■ **TASK BRIEF**
Answer with one figure only, the number of lines below in which "format" occurs.

(Stored dataset items)
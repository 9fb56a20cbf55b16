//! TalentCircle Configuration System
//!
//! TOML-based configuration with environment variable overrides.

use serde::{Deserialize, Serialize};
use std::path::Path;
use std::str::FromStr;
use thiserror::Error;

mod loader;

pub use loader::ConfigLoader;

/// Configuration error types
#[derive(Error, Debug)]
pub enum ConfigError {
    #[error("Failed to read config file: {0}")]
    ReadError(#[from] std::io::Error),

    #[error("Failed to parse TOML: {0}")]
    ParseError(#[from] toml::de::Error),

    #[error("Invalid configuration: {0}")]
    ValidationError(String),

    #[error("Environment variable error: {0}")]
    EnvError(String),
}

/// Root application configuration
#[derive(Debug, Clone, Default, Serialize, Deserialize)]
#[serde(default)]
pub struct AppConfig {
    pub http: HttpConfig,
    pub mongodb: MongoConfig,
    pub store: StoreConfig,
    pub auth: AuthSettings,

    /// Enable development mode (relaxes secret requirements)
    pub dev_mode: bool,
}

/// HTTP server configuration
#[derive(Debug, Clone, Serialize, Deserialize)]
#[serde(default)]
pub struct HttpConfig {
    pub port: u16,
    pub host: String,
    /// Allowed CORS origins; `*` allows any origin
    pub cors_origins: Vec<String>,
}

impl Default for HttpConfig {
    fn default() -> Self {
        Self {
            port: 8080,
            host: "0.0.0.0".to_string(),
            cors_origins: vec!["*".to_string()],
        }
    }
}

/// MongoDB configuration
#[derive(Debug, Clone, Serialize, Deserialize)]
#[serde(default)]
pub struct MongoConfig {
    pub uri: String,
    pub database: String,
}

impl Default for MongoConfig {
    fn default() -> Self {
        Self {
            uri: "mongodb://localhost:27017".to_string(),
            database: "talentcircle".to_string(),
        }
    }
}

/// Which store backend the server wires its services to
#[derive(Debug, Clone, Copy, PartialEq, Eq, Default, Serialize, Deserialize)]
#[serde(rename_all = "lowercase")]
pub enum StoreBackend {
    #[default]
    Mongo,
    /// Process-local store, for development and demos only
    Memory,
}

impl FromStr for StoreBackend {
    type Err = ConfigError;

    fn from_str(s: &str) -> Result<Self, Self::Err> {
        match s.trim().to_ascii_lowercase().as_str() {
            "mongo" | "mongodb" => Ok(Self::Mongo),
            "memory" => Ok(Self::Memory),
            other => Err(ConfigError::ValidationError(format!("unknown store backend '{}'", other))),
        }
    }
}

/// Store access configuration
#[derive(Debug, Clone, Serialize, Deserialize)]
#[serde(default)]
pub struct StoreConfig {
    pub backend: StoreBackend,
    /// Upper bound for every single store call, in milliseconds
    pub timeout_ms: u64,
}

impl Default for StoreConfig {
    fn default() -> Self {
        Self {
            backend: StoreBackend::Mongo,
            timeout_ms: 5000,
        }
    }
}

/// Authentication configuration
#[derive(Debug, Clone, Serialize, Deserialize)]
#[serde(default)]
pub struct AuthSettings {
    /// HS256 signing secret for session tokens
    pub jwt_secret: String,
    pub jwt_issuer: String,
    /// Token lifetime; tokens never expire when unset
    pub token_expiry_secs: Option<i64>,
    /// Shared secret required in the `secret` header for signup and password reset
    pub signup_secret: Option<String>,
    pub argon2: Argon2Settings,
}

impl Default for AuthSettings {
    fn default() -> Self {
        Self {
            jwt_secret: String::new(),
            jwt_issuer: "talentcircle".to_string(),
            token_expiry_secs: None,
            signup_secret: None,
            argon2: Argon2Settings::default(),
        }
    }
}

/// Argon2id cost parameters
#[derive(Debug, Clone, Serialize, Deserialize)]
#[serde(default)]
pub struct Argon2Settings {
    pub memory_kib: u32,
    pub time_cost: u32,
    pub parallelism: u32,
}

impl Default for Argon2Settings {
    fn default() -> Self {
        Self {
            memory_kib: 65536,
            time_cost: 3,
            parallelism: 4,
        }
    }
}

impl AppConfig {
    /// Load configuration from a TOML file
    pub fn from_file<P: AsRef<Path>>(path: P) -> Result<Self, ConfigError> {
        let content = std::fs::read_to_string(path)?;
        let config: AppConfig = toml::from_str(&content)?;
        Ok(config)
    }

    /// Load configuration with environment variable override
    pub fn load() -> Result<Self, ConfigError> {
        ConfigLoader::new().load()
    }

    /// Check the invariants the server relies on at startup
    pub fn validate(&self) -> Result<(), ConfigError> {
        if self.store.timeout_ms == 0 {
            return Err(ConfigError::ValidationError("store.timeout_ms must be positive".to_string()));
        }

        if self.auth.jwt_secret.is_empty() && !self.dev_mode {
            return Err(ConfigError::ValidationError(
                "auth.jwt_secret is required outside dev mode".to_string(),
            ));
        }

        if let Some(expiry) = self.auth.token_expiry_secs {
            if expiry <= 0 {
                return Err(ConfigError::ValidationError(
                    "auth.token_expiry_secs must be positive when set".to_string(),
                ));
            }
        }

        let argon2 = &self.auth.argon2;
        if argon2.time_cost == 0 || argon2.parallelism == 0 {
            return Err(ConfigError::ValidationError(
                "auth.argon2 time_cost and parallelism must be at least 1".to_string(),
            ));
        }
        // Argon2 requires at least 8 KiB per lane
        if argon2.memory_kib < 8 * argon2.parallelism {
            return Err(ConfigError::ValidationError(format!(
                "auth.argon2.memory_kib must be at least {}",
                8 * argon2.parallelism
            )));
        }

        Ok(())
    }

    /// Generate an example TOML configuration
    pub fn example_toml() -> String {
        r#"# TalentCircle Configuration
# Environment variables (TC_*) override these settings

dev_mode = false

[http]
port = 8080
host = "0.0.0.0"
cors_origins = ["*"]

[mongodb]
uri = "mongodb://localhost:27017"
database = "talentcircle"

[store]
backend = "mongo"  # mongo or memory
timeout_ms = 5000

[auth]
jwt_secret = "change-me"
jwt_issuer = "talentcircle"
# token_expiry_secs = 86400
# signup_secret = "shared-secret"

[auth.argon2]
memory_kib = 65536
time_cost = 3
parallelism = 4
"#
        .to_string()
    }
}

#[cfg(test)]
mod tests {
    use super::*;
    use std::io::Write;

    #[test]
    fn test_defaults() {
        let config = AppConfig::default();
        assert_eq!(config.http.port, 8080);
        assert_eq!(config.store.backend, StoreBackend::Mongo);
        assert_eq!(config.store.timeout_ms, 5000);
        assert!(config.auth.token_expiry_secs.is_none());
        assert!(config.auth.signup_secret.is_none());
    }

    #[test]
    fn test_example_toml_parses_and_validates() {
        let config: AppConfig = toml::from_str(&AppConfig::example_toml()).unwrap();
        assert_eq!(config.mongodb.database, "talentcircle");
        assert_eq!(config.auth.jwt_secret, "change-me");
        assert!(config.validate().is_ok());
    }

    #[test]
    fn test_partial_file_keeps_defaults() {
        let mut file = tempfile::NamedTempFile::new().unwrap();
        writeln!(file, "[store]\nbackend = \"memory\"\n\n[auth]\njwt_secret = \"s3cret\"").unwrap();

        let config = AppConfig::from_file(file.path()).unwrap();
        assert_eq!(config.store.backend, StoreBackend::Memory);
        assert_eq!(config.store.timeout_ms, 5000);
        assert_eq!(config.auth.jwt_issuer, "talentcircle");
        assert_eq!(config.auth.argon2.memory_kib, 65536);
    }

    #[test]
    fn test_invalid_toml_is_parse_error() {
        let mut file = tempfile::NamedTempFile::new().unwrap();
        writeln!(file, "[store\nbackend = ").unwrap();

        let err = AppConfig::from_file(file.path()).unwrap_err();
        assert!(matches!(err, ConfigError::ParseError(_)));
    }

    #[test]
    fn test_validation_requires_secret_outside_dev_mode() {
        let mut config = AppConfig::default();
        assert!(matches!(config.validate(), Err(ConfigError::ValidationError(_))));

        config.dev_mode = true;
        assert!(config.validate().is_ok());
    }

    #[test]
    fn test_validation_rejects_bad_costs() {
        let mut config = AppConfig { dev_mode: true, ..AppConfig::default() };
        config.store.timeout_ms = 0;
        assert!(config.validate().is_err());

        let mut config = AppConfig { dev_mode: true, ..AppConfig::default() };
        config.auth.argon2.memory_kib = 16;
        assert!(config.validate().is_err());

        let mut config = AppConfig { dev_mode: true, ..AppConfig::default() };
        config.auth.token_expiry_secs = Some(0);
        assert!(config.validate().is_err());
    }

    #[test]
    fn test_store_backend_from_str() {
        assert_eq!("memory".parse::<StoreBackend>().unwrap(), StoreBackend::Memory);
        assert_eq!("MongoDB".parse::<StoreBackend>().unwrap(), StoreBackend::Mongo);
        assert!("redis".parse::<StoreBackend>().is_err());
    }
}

■ **REPLY**
2